On Fri, Oct 30, 2020 at 1:14 PM William J. Bowman <w...@williamjbowman.com> wrote:
> 1. make these functions, not macros
The main implementation is a procedure, but I think I need a macro to get the
syntactic interface I want.

Personally, I'd think about an approach like `->` and `dynamic->*`: a nice syntactic interface that covers most use-cases paired with a somewhat-less-ergonomic procedural interface for more comprehensive functionality, e.g. when aspects of the contract to be generated aren't statically known.

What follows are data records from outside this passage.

#[cfg(test)]
mod tests {
    use std::time::Duration;

    use super::*;
    use crate::testing::{FakeLauncher, FakeSite};
    use crate::types::config::SessionPoolConfig;

    const LISTING: &str = "https://acme.wd1.myworkdayjobs.com/en-US/careers";

    fn hrefs(range: std::ops::Range<usize>) -> Vec<String> {
        range
            .map(|i| format!("/en-US/careers/job/Minneapolis/Role-{}_R{}", i, i))
            .collect()
    }

    fn discoverer() -> UrlDiscoverer {
        UrlDiscoverer::new(DiscoveryConfig::default().with_settle_delay(Duration::ZERO))
    }

    fn pool(site: FakeSite) -> SessionPool<FakeLauncher> {
        SessionPool::new(FakeLauncher::new(site), SessionPoolConfig::default())
    }

    #[test]
    fn test_parse_declared_total() {
        assert_eq!(parse_declared_total("1 - 20 of 412 jobs"), Some(412));
        assert_eq!(parse_declared_total("1 - 20 of 1,204 Jobs"), Some(1204));
        assert_eq!(parse_declared_total("Showing 20 of 55"), Some(55));
        assert_eq!(parse_declared_total("87 jobs"), Some(87));
        assert_eq!(parse_declared_total("Search results"), None);
    }

    #[test]
    fn test_listing_url_variants() {
        let variants = listing_url_variants("https://acme.wd1.myworkdayjobs.com/careers?locale=en");
        assert_eq!(
            variants,
            vec![
                "https://acme.wd1.myworkdayjobs.com/careers?locale=en".to_string(),
                "https://acme.wd1.myworkdayjobs.com/en-US/careers?locale=en".to_string(),
                "https://acme.wd1.myworkdayjobs.com/careers".to_string(),
            ]
        );
        assert_eq!(listing_url_variants(LISTING), vec![LISTING.to_string()]);
    }

    #[test]
    fn test_resolve_href_strips_fragment() {
        let base = Url::parse(LISTING).unwrap();
        assert_eq!(
            resolve_href(&base, "/en-US/careers/job/X_R1#apply").as_deref(),
            Some("https://acme.wd1.myworkdayjobs.com/en-US/careers/job/X_R1")
        );
        assert_eq!(resolve_href(&base, "  "), None);
    }

    #[tokio::test]
    async fn test_whole_pages_yield_declared_total() {
        let site = FakeSite::new().with_listing(
            LISTING,
            Some(60),
            vec![hrefs(0..20), hrefs(20..40), hrefs(40..60)],
        );
        let pool = pool(site);

        let report = discoverer().discover(&pool, LISTING).await.unwrap();

        assert_eq!(report.found(), 60);
        assert_eq!(report.declared_total, Some(60));
        assert_eq!(report.pages_walked, 3);
        assert!(!report.incomplete);
        assert_eq!(report.urls[0].page_index, 0);
        assert_eq!(report.urls[59].page_index, 2);
        assert!(report.urls[0].url.starts_with("https://acme.wd1.myworkdayjobs.com/"));
    }

    #[tokio::test]
    async fn test_duplicates_across_pages_are_collapsed() {
        let site = FakeSite::new().with_listing(
            LISTING,
            Some(30),
            vec![hrefs(0..20), hrefs(15..30)],
        );
        let report = discoverer().discover(&pool(site), LISTING).await.unwrap();

        assert_eq!(report.found(), 30);
        assert!(!report.incomplete);
    }

    #[tokio::test]
    async fn test_short_walk_retries_with_larger_page_size_and_unions() {
        // Default pagination silently drops 10 postings; the 50-per-page view has them all.
        let site = FakeSite::new()
            .with_listing(LISTING, Some(50), vec![hrefs(0..20), hrefs(20..40)])
            .with_page_size(LISTING, 50, vec![hrefs(0..50)]);
        let report = discoverer().discover(&pool(site), LISTING).await.unwrap();

        assert_eq!(report.found(), 50);
        assert_eq!(report.pages_walked, 3);
        assert!(!report.incomplete);
        assert!(report.completeness_warning().is_none());
    }

    #[tokio::test]
    async fn test_persistent_shortfall_is_reported_not_failed() {
        let site = FakeSite::new().with_listing(LISTING, Some(50), vec![hrefs(0..20), hrefs(20..40)]);
        let report = discoverer().discover(&pool(site), LISTING).await.unwrap();

        assert_eq!(report.found(), 40);
        assert!(report.incomplete);
        assert_eq!(
            report.completeness_warning(),
            Some(CompletenessWarning::DiscoveryShortfall {
                found: 40,
                declared: 50
            })
        );
        assert!(matches!(
            report.incomplete_error(),
            Some(CrawlError::DiscoveryIncomplete { found: 40, declared: 50 })
        ));
    }

    #[tokio::test]
    async fn test_shortfall_within_tolerance_is_accepted() {
        let site = FakeSite::new().with_listing(LISTING, Some(41), vec![hrefs(0..20), hrefs(20..40)]);
        let report = discoverer().discover(&pool(site), LISTING).await.unwrap();

        assert_eq!(report.found(), 40);
        assert!(!report.incomplete);
        assert_eq!(report.pages_walked, 2);
    }

    #[tokio::test]
    async fn test_missing_label_skips_completeness_check() {
        let site = FakeSite::new().with_listing(LISTING, None, vec![hrefs(0..20), hrefs(20..25)]);
        let report = discoverer().discover(&pool(site), LISTING).await.unwrap();

        assert_eq!(report.declared_total, None);
        assert_eq!(report.found(), 25);
        assert!(!report.incomplete);
    }

    #[tokio::test]
    async fn test_page_cap_bounds_walk() {
        // A broken "next" control that never runs out of pages.
        let pages: Vec<Vec<String>> = (0..10).map(|_| hrefs(0..20)).collect();
        let site = FakeSite::new().with_listing(LISTING, Some(20), pages);
        let report = discoverer().discover(&pool(site), LISTING).await.unwrap();

        assert_eq!(report.pages_walked, 2);
        assert_eq!(report.found(), 20);
    }

    #[tokio::test]
    async fn test_falls_back_to_localized_variant() {
        let configured = "https://acme.wd1.myworkdayjobs.com/careers";
        let site = FakeSite::new()
            .with_unreachable(configured)
            .with_listing(LISTING, Some(20), vec![hrefs(0..20)]);
        let pool = pool(site.clone());

        let report = discoverer().discover(&pool, configured).await.unwrap();

        assert_eq!(report.found(), 20);
        assert_eq!(site.visit_count(configured), 3);
    }

    #[tokio::test]
    async fn test_unloadable_listing_is_fatal_and_bounded() {
        let configured = "https://acme.wd1.myworkdayjobs.com/careers";
        let site = FakeSite::new().with_unreachable(configured);
        let pool = pool(site.clone());

        let err = discoverer().discover(&pool, configured).await.unwrap_err();

        match err {
            CrawlError::ListingUnavailable { attempts, .. } => assert_eq!(attempts, 6),
            other => panic!("unexpected error: {other}"),
        }
        assert_eq!(site.visits().len(), 6);
        assert_eq!(pool.stats().total, 0);
    }
}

On Fri, Oct 30, 2020 at 11:06 AM Ben Greenman <benjamin...@gmail.com> wrote:
2. make "at least" the default behavior for dictof, add an option to
override (#:exact-keys?), and remove rho-dictof

To go a step further, I think there are two dimensions of "exactness":
  1. Are keys other than those specified permitted?
  2. Is a particular key required or optional?
There are some combinations of answers to those questions that I think make for poor API design, but, in many of the cases when I've wanted these types of contracts, I've been working with messy pre-existing APIs (often JSON), which inhabit a whole lot of different points in this space.

An even-more-general way of asking "Are keys other than those specified permitted?" would be, "What is the contract for a key–value pair not otherwise specified?", where `any/c` and `none/c` are important special cases. Even more generally, this could be a function to produce a contract à la `hash/dc`: I'll see if I can remember an example, but I think I've encountered APIs where this would have been useful.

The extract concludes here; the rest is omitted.